Serum stability of phosphopeptides

Synthetic phosphopeptides are increasingly used to mimic phosphoprotein fragments and in rational drug design. Both applications require a study of the stability of phosphopeptides in biological environments. Here we report a study of the stability of three sets of synthetic un-, mono-, and diphosphorylated peptides in diluted human serum. The synthetic peptides contained the phosphoserines or phosphothreonines in mid-chain position corresponding to immunodominant regions of abnormally hyperphosphorylated variants of the human τ protein present in the paired helical filaments of Alzheimerʹs disease. The peptide degradation in human serum was monitored, and the first metabolites formed were collected from reversed-phase high performance liquid chromatography (RP-HPLC).
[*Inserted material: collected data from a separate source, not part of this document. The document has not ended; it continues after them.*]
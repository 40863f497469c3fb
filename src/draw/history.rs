use crate::draw::geometry::{simplify_points, DEFAULT_SIMPLIFY_TOLERANCE};
use crate::draw::model::{Chunk, Color, Point, Stroke};
use crate::draw::state::DrawPhase;
use std::sync::Arc;

pub const DEFAULT_CHUNK_CAPACITY: usize = 1000;
pub const DEFAULT_MIN_FORCE: f32 = 0.0;
/// Chunks revisited by simplification when a stroke ends.
pub const SIMPLIFY_LOOKBACK_CHUNKS: usize = 3;
/// A split chunk holds the continuity point plus the new point.
pub(crate) const MIN_CHUNK_CAPACITY: usize = 2;

#[derive(Debug, Clone, Copy, PartialEq)]
pub struct HistoryConfig {
    pub chunk_capacity: usize,
    pub min_force: f32,
    pub simplify_tolerance: f32,
}

impl Default for HistoryConfig {
    fn default() -> Self {
        Self {
            chunk_capacity: DEFAULT_CHUNK_CAPACITY,
            min_force: DEFAULT_MIN_FORCE,
            simplify_tolerance: DEFAULT_SIMPLIFY_TOLERANCE,
        }
    }
}

#[derive(Debug, Clone, PartialEq)]
pub enum DrawAction {
    StartPath {
        point: Point,
        color: Color,
        brush_size: f32,
    },
    UpdatePath {
        point: Point,
    },
    EndPath,
    Undo,
    Redo,
    Clear,
}

/// Position of the last visible stroke.
#[derive(Debug, Clone, Copy, PartialEq, Eq, Hash)]
pub struct HistoryCursor {
    pub chunk: usize,
    pub stroke: usize,
}

/// Chunked, undo/redo-navigable stroke history.
///
/// Everything after the cursor is kept for redo but is not visible. Chunks
/// are shared behind `Arc`, so [`StrokeHistory::reduce`] leaves the previous
/// state intact while only copying the chunk it actually touches.
#[derive(Debug, Clone, PartialEq, Default)]
pub struct StrokeHistory {
    config: HistoryConfig,
    chunks: Vec<Arc<Chunk>>,
    cursor: Option<HistoryCursor>,
    phase: DrawPhase,
    revision: u64,
}

impl StrokeHistory {
    pub fn new(config: HistoryConfig) -> Self {
        Self {
            config,
            ..Self::default()
        }
    }

    pub fn config(&self) -> HistoryConfig {
        self.config
    }

    /// New values apply to subsequent transitions; stored strokes are untouched.
    pub fn set_config(&mut self, config: HistoryConfig) {
        self.config = config;
    }

    /// Pure transition: returns the successor state and leaves `self` as it was.
    pub fn reduce(&self, action: DrawAction) -> StrokeHistory {
        let mut next = self.clone();
        next.apply(action);
        next
    }

    /// Applies `action` in place. Returns `false` when the action was a no-op.
    pub fn apply(&mut self, action: DrawAction) -> bool {
        let changed = match action {
            DrawAction::StartPath {
                point,
                color,
                brush_size,
            } => self.start_path(point, color, brush_size),
            DrawAction::UpdatePath { point } => self.update_path(point),
            DrawAction::EndPath => self.end_path(),
            DrawAction::Undo => self.undo_step(),
            DrawAction::Redo => self.redo_step(),
            DrawAction::Clear => self.reset(),
        };
        if changed {
            self.revision = self.revision.wrapping_add(1);
        }
        changed
    }

    pub fn start_stroke(&mut self, point: Point, color: Color, brush_size: f32) -> bool {
        self.apply(DrawAction::StartPath {
            point,
            color,
            brush_size,
        })
    }

    pub fn append_point(&mut self, point: Point) -> bool {
        self.apply(DrawAction::UpdatePath { point })
    }

    pub fn end_stroke(&mut self) -> bool {
        self.apply(DrawAction::EndPath)
    }

    /// Ignored while a stroke is open.
    pub fn undo(&mut self) -> bool {
        self.apply(DrawAction::Undo)
    }

    /// Ignored while a stroke is open.
    pub fn redo(&mut self) -> bool {
        self.apply(DrawAction::Redo)
    }

    pub fn clear(&mut self) -> bool {
        self.apply(DrawAction::Clear)
    }

    pub fn can_undo(&self) -> bool {
        match self.cursor {
            Some(cursor) if !self.phase.is_drawing() => cursor.stroke > 0 || cursor.chunk > 0,
            _ => false,
        }
    }

    pub fn can_redo(&self) -> bool {
        match self.cursor {
            Some(cursor) if !self.phase.is_drawing() => {
                cursor.stroke + 1 < self.chunks[cursor.chunk].strokes.len()
                    || cursor.chunk + 1 < self.chunks.len()
            }
            _ => false,
        }
    }

    pub fn phase(&self) -> DrawPhase {
        self.phase
    }

    pub fn is_drawing(&self) -> bool {
        self.phase.is_drawing()
    }

    pub fn cursor(&self) -> Option<HistoryCursor> {
        self.cursor
    }

    /// Bumped on every effective transition.
    pub fn revision(&self) -> u64 {
        self.revision
    }

    pub fn chunk_count(&self) -> usize {
        self.chunks.len()
    }

    pub fn chunk(&self, index: usize) -> Option<&Chunk> {
        self.chunks.get(index).map(Arc::as_ref)
    }

    pub fn chunks(&self) -> impl Iterator<Item = &Chunk> + '_ {
        self.chunks.iter().map(Arc::as_ref)
    }

    /// Points held by each chunk, including redo-able chunks.
    pub fn chunk_point_counts(&self) -> Vec<usize> {
        self.chunks.iter().map(|chunk| chunk.point_count()).collect()
    }

    /// The stroke at the cursor.
    pub fn current_stroke(&self) -> Option<&Stroke> {
        let cursor = self.cursor?;
        self.chunks.get(cursor.chunk)?.strokes.get(cursor.stroke)
    }

    /// The stroke currently being written, if any.
    pub fn open_stroke(&self) -> Option<&Stroke> {
        if self.phase.is_drawing() {
            self.current_stroke()
        } else {
            None
        }
    }

    /// Every stroke up to and including the cursor, in drawing order.
    pub fn visible_strokes(&self) -> impl Iterator<Item = &Stroke> + '_ {
        let (full_chunks, tail) = match self.cursor {
            Some(cursor) => (cursor.chunk, Some(cursor)),
            None => (0, None),
        };
        let tail_strokes = tail
            .and_then(|cursor| {
                let chunk = self.chunks.get(cursor.chunk)?;
                let end = (cursor.stroke + 1).min(chunk.strokes.len());
                Some(&chunk.strokes[..end])
            })
            .unwrap_or(&[]);
        self.chunks[..full_chunks]
            .iter()
            .flat_map(|chunk| chunk.strokes.iter())
            .chain(tail_strokes.iter())
    }

    fn start_path(&mut self, point: Point, color: Color, brush_size: f32) -> bool {
        if self.phase.is_drawing() {
            tracing::debug!("ignoring stroke start while a stroke is open");
            return false;
        }

        let keep = match self.cursor {
            Some(cursor) => {
                let slot = &mut self.chunks[cursor.chunk];
                if slot.strokes.len() > cursor.stroke + 1 {
                    Arc::make_mut(slot).strokes.truncate(cursor.stroke + 1);
                }
                cursor.chunk + 1
            }
            None => 0,
        };
        let dropped = self.chunks.len().saturating_sub(keep);
        self.chunks.truncate(keep);
        self.chunks
            .push(Arc::new(Chunk::with_stroke(Stroke::new(color, brush_size, point))));
        self.cursor = Some(HistoryCursor {
            chunk: self.chunks.len() - 1,
            stroke: 0,
        });
        self.phase = DrawPhase::Drawing;
        tracing::debug!(
            chunk = self.chunks.len() - 1,
            dropped_redo_chunks = dropped,
            "stroke started"
        );
        true
    }

    fn update_path(&mut self, point: Point) -> bool {
        if !self.phase.is_drawing() {
            return false;
        }
        let Some(cursor) = self.cursor else {
            return false;
        };

        let stroke = &self.chunks[cursor.chunk].strokes[cursor.stroke];
        if stroke.points.len() >= 2 && point.pressure < self.config.min_force {
            self.phase = DrawPhase::Idle;
            tracing::debug!(
                pressure = point.pressure,
                min_force = self.config.min_force,
                "pressure lift closed stroke"
            );
            return true;
        }

        let capacity = self.config.chunk_capacity.max(MIN_CHUNK_CAPACITY);
        if stroke.points.len() >= capacity {
            let Some(continuity) = stroke.last_point() else {
                return false;
            };
            let continued = Stroke {
                color: stroke.color,
                brush_size: stroke.brush_size,
                points: vec![continuity, point],
            };
            self.chunks.push(Arc::new(Chunk::with_stroke(continued)));
            self.cursor = Some(HistoryCursor {
                chunk: self.chunks.len() - 1,
                stroke: 0,
            });
            tracing::debug!(
                chunk = self.chunks.len() - 1,
                capacity,
                "stroke continued in new chunk"
            );
            return true;
        }

        Arc::make_mut(&mut self.chunks[cursor.chunk]).strokes[cursor.stroke]
            .points
            .push(point);
        tracing::trace!(x = point.x, y = point.y, pressure = point.pressure, "point appended");
        true
    }

    fn end_path(&mut self) -> bool {
        if !self.phase.is_drawing() {
            return false;
        }

        let tolerance = self.config.simplify_tolerance;
        let first = self.chunks.len().saturating_sub(SIMPLIFY_LOOKBACK_CHUNKS);
        let mut removed = 0usize;
        for slot in &mut self.chunks[first..] {
            let simplified: Vec<Vec<Point>> = slot
                .strokes
                .iter()
                .map(|stroke| simplify_points(&stroke.points, tolerance))
                .collect();
            let shrunk = simplified
                .iter()
                .zip(&slot.strokes)
                .any(|(points, stroke)| points.len() != stroke.points.len());
            if !shrunk {
                continue;
            }
            let chunk = Arc::make_mut(slot);
            for (stroke, points) in chunk.strokes.iter_mut().zip(simplified) {
                removed += stroke.points.len() - points.len();
                stroke.points = points;
            }
        }

        self.phase = DrawPhase::Idle;
        tracing::debug!(removed_points = removed, tolerance, "stroke ended");
        true
    }

    fn undo_step(&mut self) -> bool {
        // No cursor movement while a stroke is open.
        if self.phase.is_drawing() {
            return false;
        }
        let Some(cursor) = self.cursor.as_mut() else {
            return false;
        };
        if cursor.stroke > 0 {
            cursor.stroke -= 1;
        } else if cursor.chunk > 0 {
            cursor.chunk -= 1;
            cursor.stroke = self.chunks[cursor.chunk].strokes.len().saturating_sub(1);
        } else {
            return false;
        }
        true
    }

    fn redo_step(&mut self) -> bool {
        // No cursor movement while a stroke is open.
        if self.phase.is_drawing() {
            return false;
        }
        let Some(cursor) = self.cursor.as_mut() else {
            return false;
        };
        if cursor.stroke + 1 < self.chunks[cursor.chunk].strokes.len() {
            cursor.stroke += 1;
        } else if cursor.chunk + 1 < self.chunks.len() {
            cursor.chunk += 1;
            cursor.stroke = 0;
        } else {
            return false;
        }
        true
    }

    fn reset(&mut self) -> bool {
        if self.chunks.is_empty() && !self.phase.is_drawing() {
            return false;
        }
        self.chunks.clear();
        self.cursor = None;
        self.phase = DrawPhase::Idle;
        tracing::debug!("history cleared");
        true
    }
}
Seven of nine monophosphorylated peptides exhibited increased stability compared to the unphosphorylated parent analogs. All peptides phosphorylated at immunodominant sites displayed higher serum stability than phosphopeptide isomers of the same sequences giving evidence of the extended presence of the antigenic stimulus in the hosts. Analysis of the degradation pathway of the fastest degrading peptide family showed that the mono- and diphosphorylated peptides, like the unphosphorylated version, underwent aminopeptidase cleavage and the phosphate group remained attached to the serine and threonine side chains. These results indicate that phosphopeptides are suitable models of phosphoprotein fragments in biochemistry assays, and that phosphorylation can be a viable modification of peptide leads in drug design.